"Des cannibales", extrait 1


            Or je trouve, pour revenir à mon propos, qu’il n’y a rien de barbare et de sauvage en cette nation, à ce qu’on m’en a rapporté : sinon que chacun appelle barbarie, ce qui n’est pas de son usage ; comme de vrai, il semble que nous n’avons autre mire de la vérité et de la raison que l’exemple et idée des opinions et usances du pays où nous sommes. Là est toujours la parfaite religion, la parfaite police, parfait et accompli usage de toutes choses.
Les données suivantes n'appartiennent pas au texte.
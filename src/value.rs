//! Dynamic value representation for SLON data.
//!
//! This module provides the [`Value`] enum, the tree that [`parse`](crate::parse)
//! produces and [`stringify`](crate::stringify) consumes.
//!
//! ## Core Types
//!
//! - [`Value`]: null, bool, number, string, array, object or date-time
//! - [`Map`](crate::Map): the ordered, duplicate-tolerant object payload
//! - [`DateTime`](crate::DateTime): the calendar-shaped date-time record
//!
//! Every array and object owns its children outright. There is no sharing
//! between nodes, so dropping a value drops its whole subtree.
//!
//! ## Usage Patterns
//!
//! ### Creating Values
//!
//! ```rust
//! use slon::{slon, Value};
//!
//! let null = Value::Null;
//! let boolean = Value::from(true);
//! let number = Value::from(42);
//! let text = Value::from("hello");
//!
//! let obj = slon!({
//!     "name": "Alice",
//!     "age": 30
//! });
//! assert!(obj.is_object());
//! ```
//!
//! ### Extracting Values
//!
//! ```rust
//! use slon::Value;
//! use std::convert::TryFrom;
//!
//! let value = Value::from(42);
//! let num: i64 = i64::try_from(value).unwrap();
//! assert_eq!(num, 42);
//! ```
//!
//! ### Canonical Text
//!
//! `Display` renders the canonical SLON form:
//!
//! ```rust
//! use slon::parse;
//!
//! let value = parse("(\"a b\": x)").unwrap();
//! assert_eq!(value.to_string(), "('a b': 'x')");
//! ```

use crate::datetime::DATETIME_TOKEN;
use crate::{DateTime, Map};
use serde::{Deserialize, Deserializer, Serialize, Serializer};
use std::fmt;

/// A dynamically-typed representation of any SLON value.
///
/// # Examples
///
/// ```rust
/// use slon::Value;
///
/// let null = Value::Null;
/// let num = Value::Number(42.0);
/// let text = Value::String("hello".to_string());
///
/// assert!(null.is_null());
/// assert!(num.is_number());
/// assert!(text.is_string());
/// ```
#[derive(Clone, Debug, PartialEq, Default)]
pub enum Value {
    #[default]
    Null,
    Bool(bool),
    /// Always finite when produced by the parser.
    Number(f64),
    String(String),
    Array(Vec<Value>),
    Object(Map),
    DateTime(DateTime),
}

impl Value {
    #[inline]
    #[must_use]
    pub const fn is_null(&self) -> bool {
        matches!(self, Value::Null)
    }

    #[inline]
    #[must_use]
    pub const fn is_bool(&self) -> bool {
        matches!(self, Value::Bool(_))
    }

    #[inline]
    #[must_use]
    pub const fn is_number(&self) -> bool {
        matches!(self, Value::Number(_))
    }

    #[inline]
    #[must_use]
    pub const fn is_string(&self) -> bool {
        matches!(self, Value::String(_))
    }

    #[inline]
    #[must_use]
    pub const fn is_array(&self) -> bool {
        matches!(self, Value::Array(_))
    }

    #[inline]
    #[must_use]
    pub const fn is_object(&self) -> bool {
        matches!(self, Value::Object(_))
    }

    #[inline]
    #[must_use]
    pub const fn is_datetime(&self) -> bool {
        matches!(self, Value::DateTime(_))
    }

    /// If the value is a boolean, returns it. Otherwise returns `None`.
    #[inline]
    #[must_use]
    pub fn as_bool(&self) -> Option<bool> {
        match self {
            Value::Bool(b) => Some(*b),
            _ => None,
        }
    }

    #[inline]
    #[must_use]
    pub fn as_f64(&self) -> Option<f64> {
        match self {
            Value::Number(n) => Some(*n),
            _ => None,
        }
    }

    /// If the value is a whole number within `i64` range, returns it.
    ///
    /// # Examples
    ///
    /// ```rust
    /// use slon::Value;
    ///
    /// assert_eq!(Value::Number(42.0).as_i64(), Some(42));
    /// assert_eq!(Value::Number(42.5).as_i64(), None);
    /// assert_eq!(Value::from("42").as_i64(), None);
    /// ```
    #[inline]
    #[must_use]
    pub fn as_i64(&self) -> Option<i64> {
        match self {
            Value::Number(n) => f64_to_i64(*n),
            _ => None,
        }
    }

    /// If the value is a string, returns a reference to it. Otherwise returns `None`.
    #[inline]
    #[must_use]
    pub fn as_str(&self) -> Option<&str> {
        match self {
            Value::String(s) => Some(s),
            _ => None,
        }
    }

    #[inline]
    #[must_use]
    pub fn as_array(&self) -> Option<&Vec<Value>> {
        match self {
            Value::Array(arr) => Some(arr),
            _ => None,
        }
    }

    #[inline]
    #[must_use]
    pub fn as_object(&self) -> Option<&Map> {
        match self {
            Value::Object(obj) => Some(obj),
            _ => None,
        }
    }

    #[inline]
    #[must_use]
    pub fn as_datetime(&self) -> Option<&DateTime> {
        match self {
            Value::DateTime(dt) => Some(dt),
            _ => None,
        }
    }
}

/// Newtype-struct name under which [`Value`] asks for itself.
///
/// [`ValueDeserializer`](crate::ValueDeserializer) answers it by handing
/// date-times over as a one-entry map keyed by the date-time token, so the
/// variant survives. Other deserializers treat it as a plain newtype.
pub(crate) const VALUE_TOKEN: &str = "$slon::private::Value";

// 2^63 as f64; every smaller whole f64 fits in i64.
const I64_BOUND: f64 = 9_223_372_036_854_775_808.0;

pub(crate) fn f64_to_i64(n: f64) -> Option<i64> {
    if n.fract() == 0.0 && n >= -I64_BOUND && n < I64_BOUND {
        Some(n as i64)
    } else {
        None
    }
}

/// Prints the canonical text with no nesting limit.
///
/// Non-finite numbers print as `NaN`, `inf` or `-inf` and over-wide date-time
/// fields print at full width; neither parses back. Use
/// [`stringify`](crate::stringify) when the text must round-trip.
impl fmt::Display for Value {
    fn fmt(&self, f: &mut fmt::Formatter<'_>) -> fmt::Result {
        let mut serializer = crate::Serializer::for_display();
        serializer.serialize_value(self).map_err(|_| fmt::Error)?;
        let text = serializer.into_inner().map_err(|_| fmt::Error)?;
        f.write_str(&text)
    }
}

impl Serialize for Value {
    fn serialize<S>(&self, serializer: S) -> Result<S::Ok, S::Error>
    where
        S: Serializer,
    {
        match self {
            Value::Null => serializer.serialize_unit(),
            Value::Bool(b) => serializer.serialize_bool(*b),
            Value::Number(n) => match f64_to_i64(*n) {
                Some(i) => serializer.serialize_i64(i),
                None => serializer.serialize_f64(*n),
            },
            Value::String(s) => serializer.serialize_str(s),
            Value::Array(arr) => {
                use serde::ser::SerializeSeq;
                let mut seq = serializer.serialize_seq(Some(arr.len()))?;
                for element in arr {
                    seq.serialize_element(element)?;
                }
                seq.end()
            }
            Value::Object(obj) => {
                use serde::ser::SerializeMap;
                let mut map = serializer.serialize_map(Some(obj.len()))?;
                for (k, v) in obj.iter() {
                    map.serialize_entry(k, v)?;
                }
                map.end()
            }
            Value::DateTime(dt) => dt.serialize(serializer),
        }
    }
}

impl<'de> Deserialize<'de> for Value {
    fn deserialize<D>(deserializer: D) -> Result<Self, D::Error>
    where
        D: Deserializer<'de>,
    {
        use serde::de::{self, Visitor};

        struct ValueVisitor;

        impl<'de> Visitor<'de> for ValueVisitor {
            type Value = Value;

            fn expecting(&self, formatter: &mut fmt::Formatter) -> fmt::Result {
                formatter.write_str("any valid SLON value")
            }

            fn visit_bool<E>(self, value: bool) -> Result<Self::Value, E> {
                Ok(Value::Bool(value))
            }

            fn visit_i64<E>(self, value: i64) -> Result<Self::Value, E> {
                Ok(Value::Number(value as f64))
            }

            fn visit_u64<E>(self, value: u64) -> Result<Self::Value, E> {
                Ok(Value::Number(value as f64))
            }

            fn visit_f64<E>(self, value: f64) -> Result<Self::Value, E>
            where
                E: de::Error,
            {
                if value.is_finite() {
                    Ok(Value::Number(value))
                } else {
                    Err(E::custom("SLON numbers must be finite"))
                }
            }

            fn visit_str<E>(self, value: &str) -> Result<Self::Value, E> {
                Ok(Value::String(value.to_string()))
            }

            fn visit_string<E>(self, value: String) -> Result<Self::Value, E> {
                Ok(Value::String(value))
            }

            fn visit_unit<E>(self) -> Result<Self::Value, E> {
                Ok(Value::Null)
            }

            fn visit_none<E>(self) -> Result<Self::Value, E> {
                Ok(Value::Null)
            }

            fn visit_some<D>(self, deserializer: D) -> Result<Self::Value, D::Error>
            where
                D: Deserializer<'de>,
            {
                Deserialize::deserialize(deserializer)
            }

            fn visit_seq<A>(self, mut seq: A) -> Result<Self::Value, A::Error>
            where
                A: de::SeqAccess<'de>,
            {
                let mut vec = Vec::new();
                while let Some(elem) = seq.next_element()? {
                    vec.push(elem);
                }
                Ok(Value::Array(vec))
            }

            fn visit_newtype_struct<D>(self, deserializer: D) -> Result<Self::Value, D::Error>
            where
                D: Deserializer<'de>,
            {
                deserializer.deserialize_any(self)
            }

            fn visit_map<A>(self, mut map: A) -> Result<Self::Value, A::Error>
            where
                A: de::MapAccess<'de>,
            {
                let mut values = Map::new();
                while let Some(key) = map.next_key::<String>()? {
                    if values.is_empty() && key == DATETIME_TOKEN {
                        let text: String = map.next_value()?;
                        return text.parse().map(Value::DateTime).map_err(de::Error::custom);
                    }
                    values.push(key, map.next_value()?);
                }
                Ok(Value::Object(values))
            }
        }

        deserializer.deserialize_newtype_struct(VALUE_TOKEN, ValueVisitor)
    }
}

// TryFrom implementations for extracting values from Value
impl TryFrom<Value> for i64 {
    type Error = crate::Error;

    fn try_from(value: Value) -> crate::Result<Self> {
        match value {
            Value::Number(n) => f64_to_i64(n).ok_or_else(|| {
                crate::Error::custom(format!("cannot convert number {} to i64", n))
            }),
            _ => Err(crate::Error::custom(format!(
                "expected integer, found {:?}",
                value
            ))),
        }
    }
}

impl TryFrom<Value> for f64 {
    type Error = crate::Error;

    fn try_from(value: Value) -> crate::Result<Self> {
        match value {
            Value::Number(n) => Ok(n),
            _ => Err(crate::Error::custom(format!(
                "expected number, found {:?}",
                value
            ))),
        }
    }
}

impl TryFrom<Value> for bool {
    type Error = crate::Error;

    fn try_from(value: Value) -> crate::Result<Self> {
        match value {
            Value::Bool(b) => Ok(b),
            _ => Err(crate::Error::custom(format!(
                "expected bool, found {:?}",
                value
            ))),
        }
    }
}

impl TryFrom<Value> for String {
    type Error = crate::Error;

    fn try_from(value: Value) -> crate::Result<Self> {
        match value {
            Value::String(s) => Ok(s),
            _ => Err(crate::Error::custom(format!(
                "expected string, found {:?}",
                value
            ))),
        }
    }
}

// From implementations for creating Value from primitives
impl From<bool> for Value {
    fn from(value: bool) -> Self {
        Value::Bool(value)
    }
}

impl From<i8> for Value {
    fn from(value: i8) -> Self {
        Value::Number(f64::from(value))
    }
}

impl From<i16> for Value {
    fn from(value: i16) -> Self {
        Value::Number(f64::from(value))
    }
}

impl From<i32> for Value {
    fn from(value: i32) -> Self {
        Value::Number(f64::from(value))
    }
}

/// Values beyond ±2^53 are rounded to the nearest double.
impl From<i64> for Value {
    fn from(value: i64) -> Self {
        Value::Number(value as f64)
    }
}

impl From<u8> for Value {
    fn from(value: u8) -> Self {
        Value::Number(f64::from(value))
    }
}

impl From<u16> for Value {
    fn from(value: u16) -> Self {
        Value::Number(f64::from(value))
    }
}

impl From<u32> for Value {
    fn from(value: u32) -> Self {
        Value::Number(f64::from(value))
    }
}

impl From<f32> for Value {
    fn from(value: f32) -> Self {
        Value::Number(f64::from(value))
    }
}

impl From<f64> for Value {
    fn from(value: f64) -> Self {
        Value::Number(value)
    }
}

impl From<String> for Value {
    fn from(value: String) -> Self {
        Value::String(value)
    }
}

impl From<&str> for Value {
    fn from(value: &str) -> Self {
        Value::String(value.to_string())
    }
}

impl From<Vec<Value>> for Value {
    fn from(value: Vec<Value>) -> Self {
        Value::Array(value)
    }
}

impl From<Map> for Value {
    fn from(value: Map) -> Self {
        Value::Object(value)
    }
}

impl From<DateTime> for Value {
    fn from(value: DateTime) -> Self {
        Value::DateTime(value)
    }
}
Ils sont sauvages, de même que nous appelons sauvages les fruits que nature, de soi et de son progrès ordinaire, a produits : là où, à la vérité, ce sont ceux que nous avons altérés par notre artifice et détournés de l’ordre commun, que nous devrions appeler plutôt sauvages. En ceux-là sont vives et vigoureuses, les vraies et plus utiles et naturelles vertus et propriétés, lesquelles nous avons abâtardies en ceux-ci, et les avons accommodées au plaisir de notre goût corrompu. Et si pourtant la saveur même et délicatesse se trouve à notre goût excellente, à l’envi des nôtres, en divers fruits de ces contrées-là, sans culture. Ce n’est pas raison que l’art gagne le point d’honneur sur notre grande et puissante mère nature. Nous avons tant rechargé la beauté et richesse de ses ouvrages par nos inventions, que nous l’avons du tout étouffée. Si est-ce que, partout où sa pureté reluit, elle fait une merveilleuse honte à nos vaines et frivoles entreprises. [...]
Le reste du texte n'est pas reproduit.